- Task directions
Look below for the line containing "filename src/constants.rs" and the line containing "Settle delay between"; repeat exactly those two lines and all lines between them, and nothing else.

- Records to use
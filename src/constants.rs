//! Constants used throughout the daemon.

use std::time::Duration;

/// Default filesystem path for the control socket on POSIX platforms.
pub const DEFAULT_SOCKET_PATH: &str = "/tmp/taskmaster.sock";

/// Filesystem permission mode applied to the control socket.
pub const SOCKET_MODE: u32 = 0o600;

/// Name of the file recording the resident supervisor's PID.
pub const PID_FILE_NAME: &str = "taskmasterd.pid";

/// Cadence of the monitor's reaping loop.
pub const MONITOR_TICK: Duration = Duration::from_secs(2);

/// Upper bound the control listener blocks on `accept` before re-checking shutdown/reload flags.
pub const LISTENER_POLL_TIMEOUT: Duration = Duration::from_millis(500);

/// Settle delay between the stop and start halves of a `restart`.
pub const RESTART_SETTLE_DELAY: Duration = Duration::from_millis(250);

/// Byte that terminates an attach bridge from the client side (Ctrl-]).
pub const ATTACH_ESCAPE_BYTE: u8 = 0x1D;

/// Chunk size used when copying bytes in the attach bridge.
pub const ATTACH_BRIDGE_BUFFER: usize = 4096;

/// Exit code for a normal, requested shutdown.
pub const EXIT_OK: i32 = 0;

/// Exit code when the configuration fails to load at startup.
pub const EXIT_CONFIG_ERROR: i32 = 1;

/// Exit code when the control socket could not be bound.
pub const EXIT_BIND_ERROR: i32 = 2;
* * *
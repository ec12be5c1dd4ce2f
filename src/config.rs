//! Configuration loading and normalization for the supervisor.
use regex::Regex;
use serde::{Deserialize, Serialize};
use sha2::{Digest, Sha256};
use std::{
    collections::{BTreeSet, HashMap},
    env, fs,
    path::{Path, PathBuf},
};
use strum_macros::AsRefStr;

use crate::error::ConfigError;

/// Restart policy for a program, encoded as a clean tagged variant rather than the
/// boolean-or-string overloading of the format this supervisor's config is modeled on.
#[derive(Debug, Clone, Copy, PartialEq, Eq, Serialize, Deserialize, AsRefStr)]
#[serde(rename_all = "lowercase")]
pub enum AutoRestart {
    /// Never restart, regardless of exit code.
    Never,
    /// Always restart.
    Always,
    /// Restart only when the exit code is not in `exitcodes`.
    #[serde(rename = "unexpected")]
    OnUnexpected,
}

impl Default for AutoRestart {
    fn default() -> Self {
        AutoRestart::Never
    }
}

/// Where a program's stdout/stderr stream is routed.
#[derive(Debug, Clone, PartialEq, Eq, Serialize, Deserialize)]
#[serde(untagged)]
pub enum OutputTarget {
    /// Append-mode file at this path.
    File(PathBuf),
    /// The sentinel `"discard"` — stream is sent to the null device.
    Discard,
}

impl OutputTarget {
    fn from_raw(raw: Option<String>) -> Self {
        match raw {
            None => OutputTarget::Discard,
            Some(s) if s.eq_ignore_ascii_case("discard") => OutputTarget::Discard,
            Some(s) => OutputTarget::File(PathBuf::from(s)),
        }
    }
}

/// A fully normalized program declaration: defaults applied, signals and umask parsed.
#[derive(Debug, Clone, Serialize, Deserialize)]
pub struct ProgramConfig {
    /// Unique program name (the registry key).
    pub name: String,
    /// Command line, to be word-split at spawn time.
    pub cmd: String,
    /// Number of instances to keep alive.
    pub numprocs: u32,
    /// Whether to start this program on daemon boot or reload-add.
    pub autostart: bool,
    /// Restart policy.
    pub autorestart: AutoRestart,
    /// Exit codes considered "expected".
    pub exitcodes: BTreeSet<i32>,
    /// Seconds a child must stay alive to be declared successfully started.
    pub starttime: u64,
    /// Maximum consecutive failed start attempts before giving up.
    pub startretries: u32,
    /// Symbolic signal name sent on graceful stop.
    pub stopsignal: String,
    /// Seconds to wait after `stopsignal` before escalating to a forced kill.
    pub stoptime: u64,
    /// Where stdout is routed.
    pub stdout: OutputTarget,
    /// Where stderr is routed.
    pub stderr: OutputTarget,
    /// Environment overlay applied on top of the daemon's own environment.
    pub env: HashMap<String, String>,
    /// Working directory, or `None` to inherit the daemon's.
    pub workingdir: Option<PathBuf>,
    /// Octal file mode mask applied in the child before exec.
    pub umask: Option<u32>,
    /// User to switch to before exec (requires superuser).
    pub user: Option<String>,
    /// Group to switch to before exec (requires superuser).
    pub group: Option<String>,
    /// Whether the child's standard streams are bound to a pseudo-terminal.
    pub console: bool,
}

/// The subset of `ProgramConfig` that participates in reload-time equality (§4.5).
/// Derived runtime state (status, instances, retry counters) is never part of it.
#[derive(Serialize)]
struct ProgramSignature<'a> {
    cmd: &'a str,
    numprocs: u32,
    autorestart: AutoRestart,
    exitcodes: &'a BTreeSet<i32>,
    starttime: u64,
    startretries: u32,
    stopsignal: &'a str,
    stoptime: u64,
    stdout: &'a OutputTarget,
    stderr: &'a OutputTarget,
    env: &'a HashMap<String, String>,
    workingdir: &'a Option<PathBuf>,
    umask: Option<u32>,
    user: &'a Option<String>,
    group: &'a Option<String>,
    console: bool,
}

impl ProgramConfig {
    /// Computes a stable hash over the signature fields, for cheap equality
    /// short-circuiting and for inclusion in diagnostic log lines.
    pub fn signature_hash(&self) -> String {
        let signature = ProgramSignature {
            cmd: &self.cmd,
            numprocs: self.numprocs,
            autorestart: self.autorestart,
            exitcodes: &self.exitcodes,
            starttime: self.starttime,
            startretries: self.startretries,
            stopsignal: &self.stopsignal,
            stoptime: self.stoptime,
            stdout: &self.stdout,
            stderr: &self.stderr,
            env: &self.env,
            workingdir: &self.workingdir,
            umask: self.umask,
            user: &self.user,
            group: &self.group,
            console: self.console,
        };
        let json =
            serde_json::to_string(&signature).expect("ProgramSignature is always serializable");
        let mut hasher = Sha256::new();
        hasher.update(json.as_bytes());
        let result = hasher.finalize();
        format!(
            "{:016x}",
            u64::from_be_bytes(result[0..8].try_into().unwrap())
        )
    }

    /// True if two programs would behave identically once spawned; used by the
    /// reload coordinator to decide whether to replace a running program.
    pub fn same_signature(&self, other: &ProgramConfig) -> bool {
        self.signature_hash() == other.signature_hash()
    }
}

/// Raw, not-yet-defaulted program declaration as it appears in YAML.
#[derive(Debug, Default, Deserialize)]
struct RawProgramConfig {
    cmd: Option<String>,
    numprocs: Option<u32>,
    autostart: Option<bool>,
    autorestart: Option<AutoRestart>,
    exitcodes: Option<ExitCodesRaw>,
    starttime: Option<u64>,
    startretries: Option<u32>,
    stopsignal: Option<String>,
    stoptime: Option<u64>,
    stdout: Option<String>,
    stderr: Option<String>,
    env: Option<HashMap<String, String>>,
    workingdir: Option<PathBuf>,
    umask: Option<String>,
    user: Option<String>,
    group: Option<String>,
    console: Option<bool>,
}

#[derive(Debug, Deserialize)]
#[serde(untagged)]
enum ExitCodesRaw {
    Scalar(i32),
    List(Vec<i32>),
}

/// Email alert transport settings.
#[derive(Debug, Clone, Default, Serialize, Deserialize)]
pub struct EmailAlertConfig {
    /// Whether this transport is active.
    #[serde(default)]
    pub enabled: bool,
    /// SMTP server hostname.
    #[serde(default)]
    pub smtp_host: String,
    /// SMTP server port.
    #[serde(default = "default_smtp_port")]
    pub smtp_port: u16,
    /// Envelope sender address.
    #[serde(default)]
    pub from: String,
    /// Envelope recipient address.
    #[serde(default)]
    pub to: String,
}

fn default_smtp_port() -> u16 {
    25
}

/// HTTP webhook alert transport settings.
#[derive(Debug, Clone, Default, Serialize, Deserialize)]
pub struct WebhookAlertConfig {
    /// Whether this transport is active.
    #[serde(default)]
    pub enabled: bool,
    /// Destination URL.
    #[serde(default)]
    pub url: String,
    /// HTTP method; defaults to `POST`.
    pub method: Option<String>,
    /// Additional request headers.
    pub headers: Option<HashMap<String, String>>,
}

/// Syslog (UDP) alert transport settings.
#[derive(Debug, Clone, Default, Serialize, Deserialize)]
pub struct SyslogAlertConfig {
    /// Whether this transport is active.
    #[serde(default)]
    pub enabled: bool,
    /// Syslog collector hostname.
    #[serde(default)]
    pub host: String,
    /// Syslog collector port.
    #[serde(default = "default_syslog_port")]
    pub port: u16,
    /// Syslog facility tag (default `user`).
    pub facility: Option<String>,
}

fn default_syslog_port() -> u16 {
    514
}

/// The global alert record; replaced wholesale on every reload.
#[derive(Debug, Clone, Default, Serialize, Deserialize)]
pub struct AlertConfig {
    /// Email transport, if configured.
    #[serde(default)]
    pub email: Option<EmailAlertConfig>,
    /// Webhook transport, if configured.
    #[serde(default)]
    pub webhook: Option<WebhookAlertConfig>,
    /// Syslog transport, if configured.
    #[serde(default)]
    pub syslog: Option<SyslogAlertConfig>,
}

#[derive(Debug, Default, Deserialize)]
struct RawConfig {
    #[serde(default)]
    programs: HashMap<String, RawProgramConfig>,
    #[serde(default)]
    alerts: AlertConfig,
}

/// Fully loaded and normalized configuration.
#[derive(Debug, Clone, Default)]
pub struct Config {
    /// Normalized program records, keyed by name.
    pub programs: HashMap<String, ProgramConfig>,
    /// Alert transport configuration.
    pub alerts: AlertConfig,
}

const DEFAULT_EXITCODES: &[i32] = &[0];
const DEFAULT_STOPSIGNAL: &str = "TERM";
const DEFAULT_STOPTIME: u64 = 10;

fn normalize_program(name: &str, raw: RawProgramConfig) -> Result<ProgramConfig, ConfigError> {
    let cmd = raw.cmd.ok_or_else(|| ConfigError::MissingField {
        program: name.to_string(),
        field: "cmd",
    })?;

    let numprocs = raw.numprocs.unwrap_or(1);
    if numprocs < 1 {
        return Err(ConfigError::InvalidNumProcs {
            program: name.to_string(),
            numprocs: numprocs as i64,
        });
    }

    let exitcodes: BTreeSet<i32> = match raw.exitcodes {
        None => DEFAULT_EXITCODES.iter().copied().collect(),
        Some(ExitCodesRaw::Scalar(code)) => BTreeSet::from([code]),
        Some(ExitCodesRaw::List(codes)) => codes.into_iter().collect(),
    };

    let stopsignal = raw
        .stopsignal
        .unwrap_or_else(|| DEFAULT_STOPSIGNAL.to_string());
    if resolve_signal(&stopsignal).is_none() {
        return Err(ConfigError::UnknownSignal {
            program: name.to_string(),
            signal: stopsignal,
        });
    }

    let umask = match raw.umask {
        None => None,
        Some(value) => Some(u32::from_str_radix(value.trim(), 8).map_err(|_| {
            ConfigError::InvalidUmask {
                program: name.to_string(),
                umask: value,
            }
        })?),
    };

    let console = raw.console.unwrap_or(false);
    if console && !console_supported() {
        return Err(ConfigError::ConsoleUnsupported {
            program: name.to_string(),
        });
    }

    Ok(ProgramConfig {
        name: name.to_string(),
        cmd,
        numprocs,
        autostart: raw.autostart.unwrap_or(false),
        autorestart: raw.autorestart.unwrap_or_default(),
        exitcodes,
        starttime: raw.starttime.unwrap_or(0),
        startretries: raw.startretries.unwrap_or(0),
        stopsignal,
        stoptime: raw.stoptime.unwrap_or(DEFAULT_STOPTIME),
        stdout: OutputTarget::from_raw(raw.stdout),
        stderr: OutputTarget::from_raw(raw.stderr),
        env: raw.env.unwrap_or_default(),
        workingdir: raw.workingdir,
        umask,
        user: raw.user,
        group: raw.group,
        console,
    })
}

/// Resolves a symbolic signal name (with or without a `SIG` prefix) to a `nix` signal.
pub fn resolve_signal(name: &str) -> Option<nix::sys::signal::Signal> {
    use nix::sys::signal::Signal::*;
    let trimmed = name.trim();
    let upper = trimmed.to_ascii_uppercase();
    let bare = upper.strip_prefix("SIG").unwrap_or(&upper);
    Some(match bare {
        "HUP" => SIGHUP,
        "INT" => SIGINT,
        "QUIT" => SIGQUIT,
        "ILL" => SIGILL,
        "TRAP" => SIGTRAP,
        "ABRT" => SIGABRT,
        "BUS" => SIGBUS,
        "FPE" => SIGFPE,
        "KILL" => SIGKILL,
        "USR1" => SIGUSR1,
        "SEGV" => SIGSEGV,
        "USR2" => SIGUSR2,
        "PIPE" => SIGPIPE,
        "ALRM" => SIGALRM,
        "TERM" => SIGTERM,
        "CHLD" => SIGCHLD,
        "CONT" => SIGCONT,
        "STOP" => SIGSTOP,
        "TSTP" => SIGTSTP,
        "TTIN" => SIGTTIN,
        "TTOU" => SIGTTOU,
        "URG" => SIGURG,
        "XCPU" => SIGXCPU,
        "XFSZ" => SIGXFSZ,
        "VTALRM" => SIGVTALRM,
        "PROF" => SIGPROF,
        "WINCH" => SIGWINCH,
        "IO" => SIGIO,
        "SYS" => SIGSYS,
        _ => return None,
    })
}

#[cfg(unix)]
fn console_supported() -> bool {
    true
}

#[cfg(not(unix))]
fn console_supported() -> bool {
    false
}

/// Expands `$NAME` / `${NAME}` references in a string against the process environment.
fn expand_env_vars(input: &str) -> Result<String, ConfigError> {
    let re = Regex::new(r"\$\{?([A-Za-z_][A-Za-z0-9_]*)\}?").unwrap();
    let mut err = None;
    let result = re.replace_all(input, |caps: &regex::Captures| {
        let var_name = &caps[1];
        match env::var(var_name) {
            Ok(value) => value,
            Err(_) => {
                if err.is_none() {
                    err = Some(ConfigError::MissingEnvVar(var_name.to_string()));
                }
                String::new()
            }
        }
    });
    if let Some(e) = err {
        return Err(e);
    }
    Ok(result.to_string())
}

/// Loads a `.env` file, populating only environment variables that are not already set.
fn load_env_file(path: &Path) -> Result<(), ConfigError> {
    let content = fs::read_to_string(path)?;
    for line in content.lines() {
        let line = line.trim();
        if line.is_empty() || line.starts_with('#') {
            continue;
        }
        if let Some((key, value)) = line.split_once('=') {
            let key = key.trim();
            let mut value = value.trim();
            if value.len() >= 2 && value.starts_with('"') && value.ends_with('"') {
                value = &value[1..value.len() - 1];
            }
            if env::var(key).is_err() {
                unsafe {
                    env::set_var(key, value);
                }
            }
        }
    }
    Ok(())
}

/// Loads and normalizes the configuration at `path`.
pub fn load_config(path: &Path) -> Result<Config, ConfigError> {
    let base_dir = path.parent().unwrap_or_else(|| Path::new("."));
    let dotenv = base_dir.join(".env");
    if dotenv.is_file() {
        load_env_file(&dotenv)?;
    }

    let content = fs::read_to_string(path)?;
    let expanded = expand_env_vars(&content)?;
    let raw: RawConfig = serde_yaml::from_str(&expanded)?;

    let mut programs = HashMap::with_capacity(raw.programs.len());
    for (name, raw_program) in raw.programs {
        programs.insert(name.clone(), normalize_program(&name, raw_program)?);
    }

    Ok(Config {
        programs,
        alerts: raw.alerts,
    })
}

- Task answer
filename src/constants.rs
//! Constants used throughout the daemon.

use std::time::Duration;

/// Default filesystem path for the control socket on POSIX platforms.
pub const DEFAULT_SOCKET_PATH: &str = "/tmp/taskmaster.sock";

/// Filesystem permission mode applied to the control socket.
pub const SOCKET_MODE: u32 = 0o600;

/// Name of the file recording the resident supervisor's PID.
pub const PID_FILE_NAME: &str = "taskmasterd.pid";

/// Cadence of the monitor's reaping loop.
pub const MONITOR_TICK: Duration = Duration::from_secs(2);

/// Upper bound the control listener blocks on `accept` before re-checking shutdown/reload flags.
pub const LISTENER_POLL_TIMEOUT: Duration = Duration::from_millis(500);

/// Settle delay between the stop and start halves of a `restart`.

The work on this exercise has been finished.